**DATA EXTRACTS**

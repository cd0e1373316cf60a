//! Request pipeline: validate, parse, fold, respond.
//!
//! The root view is owned by the pipeline for the whole request, so the
//! mapping and descriptor are released on every return path, including
//! validation failures and parser errors.

use anyhow::{Context, anyhow};
use serde_json::{Map, Value};
use std::path::{Path, PathBuf};
use std::sync::Arc;

use crate::error::{Result, ZipMetaError};
use crate::io::{ByteSource, FileView};
use crate::results::ResultSet;
use crate::zip::{
    CDFH_SIGNATURE, EXTRA_FIELD_KEY, ExtraField, FieldValue, LFH_SIGNATURE, MetadataParser,
    MetadataRecord, UNKNOWN_DATA_KEY, UNKNOWN_HEADER, ZipParser,
};

/// Magic sequences accepted at the start of an input file.
pub const ZIP_MAGICS: [&[u8]; 2] = [LFH_SIGNATURE, CDFH_SIGNATURE];

/// Replaces the raw payload of undecoded extra-field sub-records.
pub const REDACTED_PLACEHOLDER: &str = "Data";

/// Value reported under `ZipExtraField` for entries without extra fields.
const NO_EXTRA_FIELDS: &str = "None";

/// Turns a staged sample into its JSON metadata document.
#[derive(Clone)]
pub struct MetadataPipeline {
    staging_dir: PathBuf,
    parser: Arc<dyn MetadataParser>,
}

impl MetadataPipeline {
    pub fn new(staging_dir: impl Into<PathBuf>, parser: Arc<dyn MetadataParser>) -> Self {
        Self {
            staging_dir: staging_dir.into(),
            parser,
        }
    }

    /// Pipeline using the bundled [`ZipParser`].
    pub fn with_zip_parser(staging_dir: impl Into<PathBuf>) -> Self {
        Self::new(staging_dir, Arc::new(ZipParser::new()))
    }

    pub fn staging_dir(&self) -> &Path {
        &self.staging_dir
    }

    /// Staging path for a sample identifier made of `[a-zA-Z0-9-]`.
    pub fn resolve(&self, id: &str) -> Result<PathBuf> {
        if !id.chars().all(|c| c.is_ascii_alphanumeric() || c == '-') {
            return Err(ZipMetaError::not_found(ZipMetaError::UNKNOWN_SAMPLE));
        }
        Ok(self.staging_dir.join(id))
    }

    /// Run the full pipeline for the staged sample `id`.
    pub fn process(&self, id: &str) -> Result<Value> {
        let _span = tracing::info_span!("zipmeta", id).entered();

        let path = self.resolve(id)?;
        let view = FileView::open(&path)
            .with_context(|| format!("failed to map {}", path.display()))?;
        let body = self.process_view(view)?;

        tracing::info!("metadata extracted");
        Ok(body)
    }

    /// Validate, parse and fold an already opened root view. The view is
    /// consumed; its mapping is gone once this returns, whatever the outcome.
    pub fn process_view(&self, mut view: FileView) -> Result<Value> {
        validate(&view)?;

        let parsed = self.parser.parse(&mut view);
        view.close();

        let records = parsed.context("metadata parser failed")?;
        if records.is_empty() {
            return Err(ZipMetaError::bad_request(ZipMetaError::UNPARSABLE));
        }
        tracing::debug!(entries = records.len(), "parsed archive");

        fold(&records)
    }
}

/// Require at least four bytes, starting with a recognized zip magic.
pub fn validate(source: &dyn ByteSource) -> Result<()> {
    if source.len() < 4 {
        return Err(ZipMetaError::bad_request(ZipMetaError::NOT_ENOUGH_DATA));
    }
    if !ZIP_MAGICS.iter().any(|magic| source.starts_with(magic)) {
        return Err(ZipMetaError::bad_request(ZipMetaError::NOT_A_ZIP));
    }
    Ok(())
}

/// Fold parsed records into `{"files": {<entry name>: <entry metadata>}}`.
///
/// Entries sharing a name end up as a list under that name.
pub fn fold(records: &[MetadataRecord]) -> Result<Value> {
    let mut files = ResultSet::new();

    for record in records {
        let name = record
            .file_name()
            .ok_or_else(|| anyhow!("entry without a file name"))?;
        files.add(name, fold_record(record));
    }

    let mut body = Map::new();
    body.insert("files".to_string(), Value::Object(files.snapshot()));
    Ok(Value::Object(body))
}

fn fold_record(record: &MetadataRecord) -> ResultSet {
    let mut entry = ResultSet::new();

    for (key, value) in &record.fields {
        if key == EXTRA_FIELD_KEY {
            continue;
        }
        add_field(&mut entry, key, value);
    }

    if record.extra_fields.is_empty() {
        entry.add(EXTRA_FIELD_KEY, NO_EXTRA_FIELDS);
    } else {
        for extra in &record.extra_fields {
            entry.add(extra.name(), fold_extra(extra));
        }
    }

    entry
}

fn fold_extra(extra: &ExtraField) -> ResultSet {
    let redact = extra.name() == UNKNOWN_HEADER;
    let mut sub = ResultSet::new();

    for (key, value) in &extra.fields {
        if redact && key == UNKNOWN_DATA_KEY {
            sub.add(key.as_str(), REDACTED_PLACEHOLDER);
        } else {
            add_field(&mut sub, key, value);
        }
    }

    sub
}

/// Lists are added element by element so repeats promote under one key.
fn add_field(set: &mut ResultSet, key: &str, value: &FieldValue) {
    match value {
        FieldValue::Text(text) => set.add(key, text.as_str()),
        FieldValue::List(items) => {
            for item in items {
                set.add(key, item.as_str());
            }
        }
    }
}

#[cfg(test)]
mod tests {
    use super::*;
    use crate::zip::FILE_NAME_KEY;
    use serde_json::json;
    use std::io::Write;

    struct FixedParser(Vec<MetadataRecord>);

    impl MetadataParser for FixedParser {
        fn parse(&self, _source: &mut dyn ByteSource) -> anyhow::Result<Vec<MetadataRecord>> {
            Ok(self.0.clone())
        }
    }

    struct FailingParser;

    impl MetadataParser for FailingParser {
        fn parse(&self, _source: &mut dyn ByteSource) -> anyhow::Result<Vec<MetadataRecord>> {
            Err(anyhow!("parser exploded"))
        }
    }

    fn record(name: &str) -> MetadataRecord {
        let mut record = MetadataRecord::default();
        record.push("ZipCompression", "Stored");
        record.push(FILE_NAME_KEY, name);
        record
    }

    fn staged(content: &[u8]) -> (tempfile::TempDir, FileView) {
        let dir = tempfile::tempdir().unwrap();
        let path = dir.path().join("sample");
        std::fs::File::create(&path).unwrap().write_all(content).unwrap();
        let view = FileView::open(&path).unwrap();
        (dir, view)
    }

    fn status_message(err: ZipMetaError) -> &'static str {
        match err {
            ZipMetaError::Validation { message, .. } => message,
            ZipMetaError::Internal(err) => panic!("unexpected internal error: {err:#}"),
        }
    }

    #[test]
    fn short_input_is_rejected_and_released() {
        let (_dir, view) = staged(b"PK\x03");
        let handle = view.downgrade();
        let pipeline = MetadataPipeline::new("/unused", Arc::new(FixedParser(vec![])));

        let err = pipeline.process_view(view).unwrap_err();
        assert_eq!(status_message(err), ZipMetaError::NOT_ENOUGH_DATA);
        assert!(handle.upgrade().is_none());
    }

    #[test]
    fn wrong_magic_is_rejected_and_released() {
        let (_dir, view) = staged(b"MZ\x90\x00 not a zip");
        let handle = view.downgrade();
        let pipeline = MetadataPipeline::new("/unused", Arc::new(FixedParser(vec![])));

        let err = pipeline.process_view(view).unwrap_err();
        assert_eq!(status_message(err), ZipMetaError::NOT_A_ZIP);
        assert!(handle.upgrade().is_none());
    }

    #[test]
    fn empty_parse_is_rejected_and_released() {
        let (_dir, view) = staged(b"PK\x01\x02 garbage");
        let handle = view.downgrade();
        let pipeline = MetadataPipeline::new("/unused", Arc::new(FixedParser(vec![])));

        let err = pipeline.process_view(view).unwrap_err();
        assert_eq!(status_message(err), ZipMetaError::UNPARSABLE);
        assert!(handle.upgrade().is_none());
    }

    #[test]
    fn parser_failure_is_internal_and_released() {
        let (_dir, view) = staged(b"PK\x03\x04 garbage");
        let handle = view.downgrade();
        let pipeline = MetadataPipeline::new("/unused", Arc::new(FailingParser));

        let err = pipeline.process_view(view).unwrap_err();
        assert!(!err.is_validation());
        assert!(handle.upgrade().is_none());
    }

    #[test]
    fn repeated_failures_release_every_mapping() {
        let pipeline = MetadataPipeline::new("/unused", Arc::new(FailingParser));
        for _ in 0..64 {
            let (_dir, view) = staged(b"PK\x03\x04 garbage");
            let handle = view.downgrade();
            assert!(pipeline.process_view(view).is_err());
            assert!(handle.upgrade().is_none());
        }
    }

    #[test]
    fn missing_sample_is_internal() {
        let dir = tempfile::tempdir().unwrap();
        let pipeline = MetadataPipeline::with_zip_parser(dir.path());
        let err = pipeline.process("does-not-exist").unwrap_err();
        assert_eq!(err.status(), axum::http::StatusCode::INTERNAL_SERVER_ERROR);
    }

    #[test]
    fn identifiers_are_restricted() {
        let pipeline = MetadataPipeline::with_zip_parser("/staging");
        assert_eq!(
            pipeline.resolve("abc-123").unwrap(),
            Path::new("/staging/abc-123")
        );
        assert_eq!(
            status_message(pipeline.resolve("../etc/passwd").unwrap_err()),
            ZipMetaError::UNKNOWN_SAMPLE
        );
    }

    #[test]
    fn fold_reports_missing_extra_fields() {
        let body = fold(&[record("test.txt")]).unwrap();
        assert_eq!(
            body,
            json!({"files": {"test.txt": {
                "ZipCompression": "Stored",
                "ZipFileName": "test.txt",
                "ZipExtraField": "None"
            }}})
        );
    }

    #[test]
    fn fold_promotes_duplicate_entry_names() {
        let body = fold(&[record("dup.txt"), record("dup.txt")]).unwrap();
        let entries = body["files"]["dup.txt"].as_array().unwrap();
        assert_eq!(entries.len(), 2);
        assert_eq!(entries[0]["ZipFileName"], "dup.txt");
    }

    #[test]
    fn fold_expands_lists_element_wise() {
        let mut rec = record("a");
        rec.push(
            "ZipGeneralPurposeFlags",
            vec!["Encrypted".to_string(), "DataDescriptor".to_string()],
        );
        rec.push("Single", vec!["only".to_string()]);
        let body = fold(&[rec]).unwrap();
        assert_eq!(
            body["files"]["a"]["ZipGeneralPurposeFlags"],
            json!(["Encrypted", "DataDescriptor"])
        );
        assert_eq!(body["files"]["a"]["Single"], json!("only"));
    }

    #[test]
    fn fold_nests_and_redacts_extra_fields() {
        let mut rec = record("a");
        rec.extra_fields = vec![
            ExtraField::new("InfoZipUnix").with("UID", "1000"),
            ExtraField::new(UNKNOWN_HEADER)
                .with("HeaderID", "0xcafe")
                .with(UNKNOWN_DATA_KEY, "deadbeef"),
        ];
        let body = fold(&[rec]).unwrap();
        let entry = &body["files"]["a"];

        assert_eq!(entry["InfoZipUnix"], json!({"Name": "InfoZipUnix", "UID": "1000"}));
        assert_eq!(
            entry[UNKNOWN_HEADER],
            json!({"Name": "UnknownHeader", "HeaderID": "0xcafe", "Data": "Data"})
        );
        assert!(entry.get(EXTRA_FIELD_KEY).is_none());
    }

    #[test]
    fn fold_rejects_nameless_records() {
        let mut rec = MetadataRecord::default();
        rec.push("ZipCompression", "Stored");
        assert!(!fold(&[rec]).unwrap_err().is_validation());
    }
}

**TASK OBJECTIVE**
An exact, complete copy of the lines above from the one with "Ok(Value::Object(body))" through the one with "entry.add(EXTRA_FIELD_KEY, NO_EXTRA_FIELDS);" is the whole answer.

**ANSWER BELOW**
    Ok(Value::Object(body))
}

fn fold_record(record: &MetadataRecord) -> ResultSet {
    let mut entry = ResultSet::new();

    for (key, value) in &record.fields {
        if key == EXTRA_FIELD_KEY {
            continue;
        }
        add_field(&mut entry, key, value);
    }

    if record.extra_fields.is_empty() {
        entry.add(EXTRA_FIELD_KEY, NO_EXTRA_FIELDS);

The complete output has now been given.